• DIRECTIONS FOR THIS TASK
Scanning the entries below, copy every line that contains the word "which".

• MATERIAL SUPPLIED
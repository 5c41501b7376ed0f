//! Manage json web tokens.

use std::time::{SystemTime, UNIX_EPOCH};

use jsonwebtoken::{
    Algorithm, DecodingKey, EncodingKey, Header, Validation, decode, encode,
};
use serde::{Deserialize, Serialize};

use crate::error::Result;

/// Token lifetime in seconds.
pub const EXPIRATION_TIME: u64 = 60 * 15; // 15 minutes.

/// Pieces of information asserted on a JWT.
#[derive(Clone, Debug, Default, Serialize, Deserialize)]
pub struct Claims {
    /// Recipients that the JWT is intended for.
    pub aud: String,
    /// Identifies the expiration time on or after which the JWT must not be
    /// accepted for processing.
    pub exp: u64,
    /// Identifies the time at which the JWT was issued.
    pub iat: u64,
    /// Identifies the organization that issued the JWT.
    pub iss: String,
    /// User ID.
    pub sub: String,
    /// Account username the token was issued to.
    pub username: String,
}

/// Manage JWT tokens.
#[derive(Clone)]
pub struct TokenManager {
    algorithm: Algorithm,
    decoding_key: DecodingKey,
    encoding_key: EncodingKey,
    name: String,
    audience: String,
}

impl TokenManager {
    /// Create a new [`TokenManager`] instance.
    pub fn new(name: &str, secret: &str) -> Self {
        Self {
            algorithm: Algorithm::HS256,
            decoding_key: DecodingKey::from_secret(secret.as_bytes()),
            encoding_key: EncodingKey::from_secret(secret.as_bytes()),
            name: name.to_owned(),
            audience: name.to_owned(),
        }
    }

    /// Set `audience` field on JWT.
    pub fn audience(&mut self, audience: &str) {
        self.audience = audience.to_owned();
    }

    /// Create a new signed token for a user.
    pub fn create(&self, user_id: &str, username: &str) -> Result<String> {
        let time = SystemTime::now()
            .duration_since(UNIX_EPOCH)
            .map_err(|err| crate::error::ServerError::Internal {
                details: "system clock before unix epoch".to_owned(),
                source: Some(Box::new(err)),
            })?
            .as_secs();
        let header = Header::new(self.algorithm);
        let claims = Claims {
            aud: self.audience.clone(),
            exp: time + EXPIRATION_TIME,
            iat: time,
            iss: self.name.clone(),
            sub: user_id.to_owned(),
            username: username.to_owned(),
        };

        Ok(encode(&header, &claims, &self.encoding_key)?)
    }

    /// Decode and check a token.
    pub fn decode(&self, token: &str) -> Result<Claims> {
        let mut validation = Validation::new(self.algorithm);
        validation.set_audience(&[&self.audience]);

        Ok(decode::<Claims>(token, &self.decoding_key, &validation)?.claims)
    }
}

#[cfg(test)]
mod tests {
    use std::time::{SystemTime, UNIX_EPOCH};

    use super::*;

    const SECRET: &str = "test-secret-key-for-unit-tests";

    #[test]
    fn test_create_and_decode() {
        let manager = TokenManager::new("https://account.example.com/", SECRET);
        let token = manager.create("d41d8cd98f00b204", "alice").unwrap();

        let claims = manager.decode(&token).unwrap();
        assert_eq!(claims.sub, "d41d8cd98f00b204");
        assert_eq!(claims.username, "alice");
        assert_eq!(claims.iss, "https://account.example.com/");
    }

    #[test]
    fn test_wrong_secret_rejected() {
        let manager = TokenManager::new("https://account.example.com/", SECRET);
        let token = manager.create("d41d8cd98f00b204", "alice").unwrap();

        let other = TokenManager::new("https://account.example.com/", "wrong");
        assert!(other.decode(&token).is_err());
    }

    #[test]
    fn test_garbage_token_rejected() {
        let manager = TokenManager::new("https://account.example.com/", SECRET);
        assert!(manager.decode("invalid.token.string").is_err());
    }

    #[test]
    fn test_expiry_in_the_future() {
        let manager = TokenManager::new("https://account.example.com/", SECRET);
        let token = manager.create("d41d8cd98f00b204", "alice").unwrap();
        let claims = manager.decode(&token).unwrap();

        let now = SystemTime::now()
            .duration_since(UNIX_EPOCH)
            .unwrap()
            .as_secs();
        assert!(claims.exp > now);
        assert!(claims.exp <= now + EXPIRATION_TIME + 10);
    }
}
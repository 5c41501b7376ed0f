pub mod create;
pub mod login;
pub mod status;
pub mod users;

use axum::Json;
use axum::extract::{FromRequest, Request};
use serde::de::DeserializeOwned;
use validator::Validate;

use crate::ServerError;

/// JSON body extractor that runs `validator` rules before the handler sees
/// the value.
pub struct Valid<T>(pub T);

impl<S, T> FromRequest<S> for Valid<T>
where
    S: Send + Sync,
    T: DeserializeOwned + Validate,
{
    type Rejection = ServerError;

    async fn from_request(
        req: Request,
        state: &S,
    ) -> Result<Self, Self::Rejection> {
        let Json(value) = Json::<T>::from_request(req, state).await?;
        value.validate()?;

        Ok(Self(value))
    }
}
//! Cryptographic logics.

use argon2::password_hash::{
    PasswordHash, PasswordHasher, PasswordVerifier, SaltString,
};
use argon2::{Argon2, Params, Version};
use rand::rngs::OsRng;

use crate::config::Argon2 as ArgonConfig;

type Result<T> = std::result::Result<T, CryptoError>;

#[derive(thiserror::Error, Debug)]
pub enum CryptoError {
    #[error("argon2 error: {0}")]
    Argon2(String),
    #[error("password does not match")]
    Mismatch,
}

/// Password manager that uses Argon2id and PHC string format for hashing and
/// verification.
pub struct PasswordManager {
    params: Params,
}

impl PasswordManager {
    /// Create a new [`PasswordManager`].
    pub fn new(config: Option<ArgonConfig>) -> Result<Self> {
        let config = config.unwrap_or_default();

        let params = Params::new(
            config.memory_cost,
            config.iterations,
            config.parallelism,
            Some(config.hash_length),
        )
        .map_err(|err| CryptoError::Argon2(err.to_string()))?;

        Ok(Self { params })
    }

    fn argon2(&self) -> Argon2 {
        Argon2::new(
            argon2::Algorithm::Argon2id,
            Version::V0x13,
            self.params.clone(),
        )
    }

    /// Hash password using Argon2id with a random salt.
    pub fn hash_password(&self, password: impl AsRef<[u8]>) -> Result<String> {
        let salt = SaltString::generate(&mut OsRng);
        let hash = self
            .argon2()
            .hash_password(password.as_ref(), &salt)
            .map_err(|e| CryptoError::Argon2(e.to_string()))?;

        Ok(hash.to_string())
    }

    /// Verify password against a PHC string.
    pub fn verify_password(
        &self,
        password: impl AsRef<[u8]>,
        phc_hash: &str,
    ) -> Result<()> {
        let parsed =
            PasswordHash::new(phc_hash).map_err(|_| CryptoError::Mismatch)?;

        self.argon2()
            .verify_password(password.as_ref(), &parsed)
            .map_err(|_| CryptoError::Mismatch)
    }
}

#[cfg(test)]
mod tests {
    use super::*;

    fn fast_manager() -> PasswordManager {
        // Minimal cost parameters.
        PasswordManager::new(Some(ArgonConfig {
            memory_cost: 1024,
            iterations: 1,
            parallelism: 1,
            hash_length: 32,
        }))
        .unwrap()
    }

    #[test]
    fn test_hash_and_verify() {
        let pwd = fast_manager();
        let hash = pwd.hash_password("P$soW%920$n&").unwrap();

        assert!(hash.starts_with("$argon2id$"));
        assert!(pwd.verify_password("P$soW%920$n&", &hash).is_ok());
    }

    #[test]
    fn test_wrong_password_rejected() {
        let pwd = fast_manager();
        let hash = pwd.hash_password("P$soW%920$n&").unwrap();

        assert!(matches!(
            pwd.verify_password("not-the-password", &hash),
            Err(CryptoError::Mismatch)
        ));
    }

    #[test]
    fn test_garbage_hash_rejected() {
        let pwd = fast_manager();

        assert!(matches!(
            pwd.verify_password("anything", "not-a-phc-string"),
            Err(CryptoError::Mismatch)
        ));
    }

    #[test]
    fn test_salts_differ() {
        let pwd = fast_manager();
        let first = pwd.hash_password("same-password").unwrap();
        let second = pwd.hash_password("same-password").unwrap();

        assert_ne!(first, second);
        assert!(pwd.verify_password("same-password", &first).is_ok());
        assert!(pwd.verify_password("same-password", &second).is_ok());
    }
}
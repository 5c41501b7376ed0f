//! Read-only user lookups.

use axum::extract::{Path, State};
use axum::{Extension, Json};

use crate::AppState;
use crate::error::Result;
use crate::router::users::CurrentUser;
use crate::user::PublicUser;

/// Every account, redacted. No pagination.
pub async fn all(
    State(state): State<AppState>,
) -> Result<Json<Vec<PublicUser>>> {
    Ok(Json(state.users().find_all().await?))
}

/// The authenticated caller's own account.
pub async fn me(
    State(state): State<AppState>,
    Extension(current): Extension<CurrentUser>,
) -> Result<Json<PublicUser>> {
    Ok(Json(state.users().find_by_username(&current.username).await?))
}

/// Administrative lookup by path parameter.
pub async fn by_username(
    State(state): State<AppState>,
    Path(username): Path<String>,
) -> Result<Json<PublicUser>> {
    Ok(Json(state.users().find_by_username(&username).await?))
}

• EXPECTED ANSWER
    /// Identifies the expiration time on or after which the JWT must not be
    /// Identifies the time at which the JWT was issued.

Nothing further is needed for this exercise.